1-D particle-in-cell simulations of plasmas with kappa velocity distributions.
Date
2013
Authors
Journal Title
Journal ISSN
Volume Title
Publisher
Abstract
The main aim of this project was the development of a particle-in-cell (PIC)
plasma simulation code. While particle-in-cell simulations are not new, they
have largely focused on using an initial Maxwellian particle loading. The
new feature the code implemented for this project is the use of kappa distributions
as an initial loading. This specialises the code for the investigation
of waves and instabilities in space plasmas having kappa-type velocity distributions.
The kappa distribution has been found to provide a better fit to
space plasma particle velocity distributions than the Maxwellian in a wide
variety of situations. In particular, it possesses a power law tail which is a
frequent feature of charged particle velocity distributions in space plasmas.
Traditionally, the treatment of such out-of-equilibrium velocity distributions
has been via a summation over several Maxwellians with different temperatures
and average number densities. Instead, the approach used in this work
is guided by recent advances in non-extensive statistical mechanics, which
provide a rigorous underpinning for the existence of kappa distributions.
As case studies, the simulation code was used to investigate the ion-acoustic
instability as well as electrostatic Bernstein waves in both Maxwellian and
kappa plasmas. Results were compared to kinetic theory and the differences
in the Maxwellian and kappa plasma behaviours are discussed. To analyse
the instabilities various diagnostics were used, including Fourier analysis of
the wave fields to determine the dispersion relation, and particle binning
to determine the particle velocity distributions. Both the Maxwellian and
kappa particle loading algorithms were found to agree well with the theoretical
velocity distributions and the dispersion relations were found to agree
with kinetic theory for both kappa and Maxwellian plasmas.

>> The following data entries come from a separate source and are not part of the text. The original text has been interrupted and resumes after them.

//! Results returned by the conversion orchestrator.

use crate::model::BlobRef;
use serde::Serialize;

/// Result of a successful Braille conversion.
#[derive(Debug, Clone, Serialize)]
pub struct BrailleOutput {
    pub document_id: String,
    /// Stored contracted (grade-2) Braille.
    pub contracted_ref: BlobRef,
    /// Stored uncontracted Braille.
    pub uncontracted_ref: BlobRef,
    pub contracted: String,
    pub uncontracted: String,
    pub stats: ConversionStats,
}

/// Result of a successful speech conversion.
#[derive(Debug, Clone, Serialize)]
pub struct SpeechOutput {
    pub document_id: String,
    /// Stored audio.
    pub audio_ref: BlobRef,
    /// Number of provider requests the text was split into.
    pub chunk_count: usize,
    /// Size of the merged audio in bytes.
    pub byte_len: usize,
    pub stats: ConversionStats,
}

/// Timing and size figures for one conversion request.
#[derive(Debug, Clone, Default, Serialize)]
pub struct ConversionStats {
    /// Bytes fetched from blob storage.
    pub source_bytes: usize,
    /// Characters of extracted text.
    pub text_chars: usize,
    pub fetch_ms: u64,
    pub extract_ms: u64,
    /// Braille translation or speech synthesis time.
    pub transform_ms: u64,
    pub store_ms: u64,
    pub total_ms: u64,
}
//! Text chunking for speech synthesis.
//!
//! Splits text into pieces no longer than the provider's per-request limit,
//! cutting only at whitespace or punctuation so no word is broken across two
//! requests. Limits are counted in characters, not bytes.

use tracing::warn;

/// Whitespace (including BOM and NBSP) or ASCII punctuation.
fn is_break(ch: char) -> bool {
    ch.is_whitespace() || ch == '\u{FEFF}' || ch == '\u{A0}' || ch.is_ascii_punctuation()
}

/// Split `text` into ordered chunks of at most `limit` characters.
///
/// For each window of `limit` characters:
/// - if the window's last character, or the character right after it, is a
///   break, cut exactly at the window end;
/// - otherwise cut after the last break inside the window;
/// - a window with no break at all (one word longer than `limit`) is cut at
///   the limit.
///
/// Concatenating the chunks reproduces `text` exactly. Empty input yields no
/// chunks.
pub fn split_text(text: &str, limit: usize) -> Vec<String> {
    let limit = limit.max(1);
    let chars: Vec<char> = text.chars().collect();
    let mut chunks = Vec::with_capacity(chars.len() / limit + 1);
    let mut start = 0;

    while start < chars.len() {
        if chars.len() - start <= limit {
            chunks.push(chars[start..].iter().collect());
            break;
        }

        let end = start + limit - 1;
        let cut = if is_break(chars[end]) || is_break(chars[end + 1]) {
            end
        } else {
            match (start..end).rev().find(|&i| is_break(chars[i])) {
                Some(i) => i,
                None => {
                    warn!(
                        "Word longer than {} characters at offset {}; splitting it",
                        limit, start
                    );
                    end
                }
            }
        };

        chunks.push(chars[start..=cut].iter().collect());
        start = cut + 1;
    }

    chunks
}

#[cfg(test)]
mod tests {
    use super::*;

    #[test]
    fn short_text_is_one_chunk() {
        assert_eq!(split_text("Hello, World!", 200), vec!["Hello, World!"]);
    }

    #[test]
    fn empty_text_has_no_chunks() {
        assert!(split_text("", 200).is_empty());
    }

    #[test]
    fn cuts_at_boundary_when_next_char_is_space() {
        // 10 chars, then a space at index 10
        let chunks = split_text("abcdefghij klm", 10);
        assert_eq!(chunks, vec!["abcdefghij", " klm"]);
    }

    #[test]
    fn backs_off_to_last_break_inside_window() {
        let chunks = split_text("one two three four", 10);
        assert_eq!(chunks, vec!["one two ", "three four"]);
        for c in &chunks {
            assert!(c.chars().count() <= 10);
        }
    }

    #[test]
    fn punctuation_is_a_break() {
        let chunks = split_text("alpha,beta,gamma", 8);
        assert_eq!(chunks, vec!["alpha,", "beta,", "gamma"]);
    }

    #[test]
    fn aligned_text_yields_ceil_len_over_limit_chunks() {
        let text = "abcd ".repeat(5); // 25 chars
        let chunks = split_text(&text, 10);
        assert_eq!(chunks.len(), 3);
        assert_eq!(chunks, vec!["abcd abcd ", "abcd abcd ", "abcd "]);
    }

    #[test]
    fn overlong_word_is_hard_split() {
        let chunks = split_text("abcdefghijklmnop", 5);
        assert_eq!(chunks, vec!["abcde", "fghij", "klmno", "p"]);
    }

    #[test]
    fn never_splits_a_word_when_a_break_exists() {
        let text = "The quick brown fox jumps over the lazy dog. ".repeat(20);
        let chunks = split_text(&text, 37);
        assert_eq!(chunks.concat(), text);
        let mut offset = 0;
        for chunk in &chunks[..chunks.len() - 1] {
            assert!(chunk.chars().count() <= 37);
            offset += chunk.len();
            let last = chunk.chars().last().unwrap();
            let next = text[offset..].chars().next();
            assert!(is_break(last) || next.map(is_break).unwrap_or(true));
        }
    }

    #[test]
    fn counts_characters_not_bytes() {
        let text = "ééééé ééééé";
        let chunks = split_text(text, 6);
        assert_eq!(chunks, vec!["ééééé ", "ééééé"]);
    }
}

The code was developed in the C programming language using an incremental
approach that enabled careful testing after each new level of sophistication
was added. A version of the code was parallelised using Message
Passing Interface (MPI) to take advantage of the distributed supercomputing
environment provided by the CHPC.
Description
M. Sc. University of KwaZulu-Natal, Durban 2013.
Keywords
Plasma diffusion., Particles., Theses -- Physics.